[[ DATA, beginning ]]
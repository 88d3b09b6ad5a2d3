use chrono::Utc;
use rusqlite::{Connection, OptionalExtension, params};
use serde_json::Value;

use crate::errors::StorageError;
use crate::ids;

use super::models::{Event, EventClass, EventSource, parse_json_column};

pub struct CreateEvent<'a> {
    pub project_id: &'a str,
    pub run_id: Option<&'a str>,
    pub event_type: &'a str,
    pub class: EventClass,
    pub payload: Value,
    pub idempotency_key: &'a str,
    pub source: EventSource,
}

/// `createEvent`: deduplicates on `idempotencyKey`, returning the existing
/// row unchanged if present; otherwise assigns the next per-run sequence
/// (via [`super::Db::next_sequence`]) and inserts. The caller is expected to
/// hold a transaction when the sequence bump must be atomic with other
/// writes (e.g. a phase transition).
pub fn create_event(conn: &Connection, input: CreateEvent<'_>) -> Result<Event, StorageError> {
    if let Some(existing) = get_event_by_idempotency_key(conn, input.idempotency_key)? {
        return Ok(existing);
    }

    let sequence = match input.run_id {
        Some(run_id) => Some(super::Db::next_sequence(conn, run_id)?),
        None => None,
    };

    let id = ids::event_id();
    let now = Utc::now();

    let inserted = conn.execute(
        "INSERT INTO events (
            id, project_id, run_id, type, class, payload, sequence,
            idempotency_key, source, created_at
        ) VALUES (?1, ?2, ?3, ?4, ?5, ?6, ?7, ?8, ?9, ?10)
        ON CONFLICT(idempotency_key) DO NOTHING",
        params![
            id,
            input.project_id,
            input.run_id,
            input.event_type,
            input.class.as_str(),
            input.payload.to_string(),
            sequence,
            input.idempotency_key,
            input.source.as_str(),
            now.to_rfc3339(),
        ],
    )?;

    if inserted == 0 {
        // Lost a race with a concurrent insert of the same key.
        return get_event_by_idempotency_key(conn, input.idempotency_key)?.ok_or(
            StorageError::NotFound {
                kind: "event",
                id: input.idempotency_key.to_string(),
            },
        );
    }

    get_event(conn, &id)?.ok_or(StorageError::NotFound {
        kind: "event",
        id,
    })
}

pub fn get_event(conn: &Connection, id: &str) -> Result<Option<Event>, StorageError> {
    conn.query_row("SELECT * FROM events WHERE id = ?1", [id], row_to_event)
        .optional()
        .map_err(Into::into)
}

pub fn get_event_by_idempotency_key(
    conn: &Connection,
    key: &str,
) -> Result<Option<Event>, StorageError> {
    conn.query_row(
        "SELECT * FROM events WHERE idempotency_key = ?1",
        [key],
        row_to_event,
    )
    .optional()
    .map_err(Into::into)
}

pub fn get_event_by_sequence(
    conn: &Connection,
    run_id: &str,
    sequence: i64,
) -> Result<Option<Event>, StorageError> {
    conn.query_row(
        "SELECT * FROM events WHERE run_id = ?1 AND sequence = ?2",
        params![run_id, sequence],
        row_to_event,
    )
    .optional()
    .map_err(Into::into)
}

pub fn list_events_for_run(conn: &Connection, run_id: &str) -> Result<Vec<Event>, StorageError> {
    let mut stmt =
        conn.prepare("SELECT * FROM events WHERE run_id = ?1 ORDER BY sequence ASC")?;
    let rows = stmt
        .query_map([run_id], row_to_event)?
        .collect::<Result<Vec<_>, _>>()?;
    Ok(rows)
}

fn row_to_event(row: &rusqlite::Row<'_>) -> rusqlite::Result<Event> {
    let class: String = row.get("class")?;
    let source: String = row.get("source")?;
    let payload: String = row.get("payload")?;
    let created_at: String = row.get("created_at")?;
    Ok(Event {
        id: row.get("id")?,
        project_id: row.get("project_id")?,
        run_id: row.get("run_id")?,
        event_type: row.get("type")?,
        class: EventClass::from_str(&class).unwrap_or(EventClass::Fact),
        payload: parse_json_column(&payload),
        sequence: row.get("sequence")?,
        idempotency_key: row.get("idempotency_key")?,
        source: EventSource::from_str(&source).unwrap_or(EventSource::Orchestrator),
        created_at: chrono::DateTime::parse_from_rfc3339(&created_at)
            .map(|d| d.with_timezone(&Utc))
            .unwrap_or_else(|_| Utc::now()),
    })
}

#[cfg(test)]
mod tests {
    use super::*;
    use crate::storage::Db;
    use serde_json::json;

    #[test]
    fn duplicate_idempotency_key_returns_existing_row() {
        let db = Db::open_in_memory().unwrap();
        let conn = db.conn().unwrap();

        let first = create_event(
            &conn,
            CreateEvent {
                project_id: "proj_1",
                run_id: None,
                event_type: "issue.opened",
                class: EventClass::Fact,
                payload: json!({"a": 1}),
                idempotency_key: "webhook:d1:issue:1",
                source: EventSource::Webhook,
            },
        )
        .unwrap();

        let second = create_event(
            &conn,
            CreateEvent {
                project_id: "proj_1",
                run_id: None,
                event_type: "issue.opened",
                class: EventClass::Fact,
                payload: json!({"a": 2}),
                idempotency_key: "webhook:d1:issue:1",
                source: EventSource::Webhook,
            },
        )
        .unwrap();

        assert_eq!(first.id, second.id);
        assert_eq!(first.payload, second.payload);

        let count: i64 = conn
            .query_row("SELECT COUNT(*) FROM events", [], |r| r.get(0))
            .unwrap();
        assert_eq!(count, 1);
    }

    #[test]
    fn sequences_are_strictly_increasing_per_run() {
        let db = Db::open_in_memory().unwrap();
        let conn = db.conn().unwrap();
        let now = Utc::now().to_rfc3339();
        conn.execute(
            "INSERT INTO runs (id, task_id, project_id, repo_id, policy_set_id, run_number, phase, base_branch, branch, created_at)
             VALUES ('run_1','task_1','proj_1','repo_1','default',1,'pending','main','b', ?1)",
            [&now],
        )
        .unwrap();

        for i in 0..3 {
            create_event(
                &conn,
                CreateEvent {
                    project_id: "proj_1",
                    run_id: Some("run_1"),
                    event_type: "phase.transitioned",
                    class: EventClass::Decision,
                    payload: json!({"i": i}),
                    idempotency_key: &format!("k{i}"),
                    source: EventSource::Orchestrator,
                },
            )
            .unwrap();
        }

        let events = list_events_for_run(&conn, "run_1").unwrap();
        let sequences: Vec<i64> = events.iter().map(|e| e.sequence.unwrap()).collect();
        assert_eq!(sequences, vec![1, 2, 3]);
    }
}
[[ DATA, end ]]
The lines of the records that contain the string "payload" should be located and copied.

    pub payload: Value,
            id, project_id, run_id, type, class, payload, sequence,
            input.payload.to_string(),
    let payload: String = row.get("payload")?;
        payload: parse_json_column(&payload),
                payload: json!({"a": 1}),
                payload: json!({"a": 2}),
        assert_eq!(first.payload, second.payload);
                    payload: json!({"i": i}),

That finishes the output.